* Collected data entries
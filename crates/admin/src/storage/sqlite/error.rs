//! SQLite error mapping.
//!
//! Maps `tokio_rusqlite::Error` and `rusqlite::Error` to `RepositoryError`.
//! Constraint violations get their semantic variant; everything else is a
//! failed query.

use shopme_core::storage::RepositoryError;

/// Maps a rusqlite error to a RepositoryError.
///
/// - `SQLITE_CONSTRAINT_UNIQUE` / `PRIMARYKEY` → `AlreadyExists`
/// - `SQLITE_CONSTRAINT_FOREIGNKEY` → `InvalidData`
/// - `CannotOpen` → `ConnectionFailed`
/// - `QueryReturnedNoRows` → `NotFound`
/// - anything else → `QueryFailed`
fn map_rusqlite_error(err: &rusqlite::Error, entity_type: &'static str, id: &str) -> RepositoryError {
    match err {
        rusqlite::Error::SqliteFailure(sqlite_err, _)
            if sqlite_err.extended_code == rusqlite::ffi::SQLITE_CONSTRAINT_UNIQUE
                || sqlite_err.extended_code == rusqlite::ffi::SQLITE_CONSTRAINT_PRIMARYKEY =>
        {
            RepositoryError::AlreadyExists {
                entity_type,
                id: id.to_string(),
            }
        }

        rusqlite::Error::SqliteFailure(sqlite_err, _)
            if sqlite_err.extended_code == rusqlite::ffi::SQLITE_CONSTRAINT_FOREIGNKEY =>
        {
            RepositoryError::InvalidData(format!(
                "Foreign key constraint violation for {entity_type}"
            ))
        }

        rusqlite::Error::SqliteFailure(sqlite_err, _)
            if sqlite_err.code == rusqlite::ErrorCode::CannotOpen =>
        {
            RepositoryError::ConnectionFailed(format!("Cannot open database: {err}"))
        }

        rusqlite::Error::QueryReturnedNoRows => RepositoryError::NotFound {
            entity_type,
            id: id.to_string(),
        },

        _ => RepositoryError::QueryFailed(err.to_string()),
    }
}

/// Maps a tokio_rusqlite error to a RepositoryError.
///
/// `id` names the entity in `NotFound`/`AlreadyExists`; pass `"unknown"`
/// when the call site does not have one (e.g. inserts with generated IDs).
pub fn map_tokio_rusqlite_error(
    err: tokio_rusqlite::Error,
    entity_type: &'static str,
    id: impl Into<String>,
) -> RepositoryError {
    let id = id.into();
    match &err {
        tokio_rusqlite::Error::Rusqlite(rusqlite_err) => {
            map_rusqlite_error(rusqlite_err, entity_type, &id)
        }
        tokio_rusqlite::Error::ConnectionClosed | tokio_rusqlite::Error::Close(_) => {
            RepositoryError::ConnectionFailed("Connection closed unexpectedly".to_string())
        }
        _ => RepositoryError::QueryFailed(err.to_string()),
    }
}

* TASK DESCRIPTION
This calls for an exact transcription of every entry above.

* YOUR RESPONSE
filename crates/admin/src/storage/sqlite/error.rs
//! SQLite error mapping.
//!
//! Maps `tokio_rusqlite::Error` and `rusqlite::Error` to `RepositoryError`.
//! Constraint violations get their semantic variant; everything else is a
//! failed query.

use shopme_core::storage::RepositoryError;

/// Maps a rusqlite error to a RepositoryError.
///
/// - `SQLITE_CONSTRAINT_UNIQUE` / `PRIMARYKEY` → `AlreadyExists`
/// - `SQLITE_CONSTRAINT_FOREIGNKEY` → `InvalidData`
/// - `CannotOpen` → `ConnectionFailed`
/// - `QueryReturnedNoRows` → `NotFound`
/// - anything else → `QueryFailed`
fn map_rusqlite_error(err: &rusqlite::Error, entity_type: &'static str, id: &str) -> RepositoryError {
    match err {
        rusqlite::Error::SqliteFailure(sqlite_err, _)
            if sqlite_err.extended_code == rusqlite::ffi::SQLITE_CONSTRAINT_UNIQUE
                || sqlite_err.extended_code == rusqlite::ffi::SQLITE_CONSTRAINT_PRIMARYKEY =>
        {
            RepositoryError::AlreadyExists {
                entity_type,
                id: id.to_string(),
            }
        }

        rusqlite::Error::SqliteFailure(sqlite_err, _)
            if sqlite_err.extended_code == rusqlite::ffi::SQLITE_CONSTRAINT_FOREIGNKEY =>
        {
            RepositoryError::InvalidData(format!(
                "Foreign key constraint violation for {entity_type}"
            ))
        }

        rusqlite::Error::SqliteFailure(sqlite_err, _)
            if sqlite_err.code == rusqlite::ErrorCode::CannotOpen =>
        {
            RepositoryError::ConnectionFailed(format!("Cannot open database: {err}"))
        }

        rusqlite::Error::QueryReturnedNoRows => RepositoryError::NotFound {
            entity_type,
            id: id.to_string(),
        },

        _ => RepositoryError::QueryFailed(err.to_string()),
    }
}

/// Maps a tokio_rusqlite error to a RepositoryError.
///
/// `id` names the entity in `NotFound`/`AlreadyExists`; pass `"unknown"`
/// when the call site does not have one (e.g. inserts with generated IDs).
pub fn map_tokio_rusqlite_error(
    err: tokio_rusqlite::Error,
    entity_type: &'static str,
    id: impl Into<String>,
) -> RepositoryError {
    let id = id.into();
    match &err {
        tokio_rusqlite::Error::Rusqlite(rusqlite_err) => {
            map_rusqlite_error(rusqlite_err, entity_type, &id)
        }
        tokio_rusqlite::Error::ConnectionClosed | tokio_rusqlite::Error::Close(_) => {
            RepositoryError::ConnectionFailed("Connection closed unexpectedly".to_string())
        }
        _ => RepositoryError::QueryFailed(err.to_string()),
    }
}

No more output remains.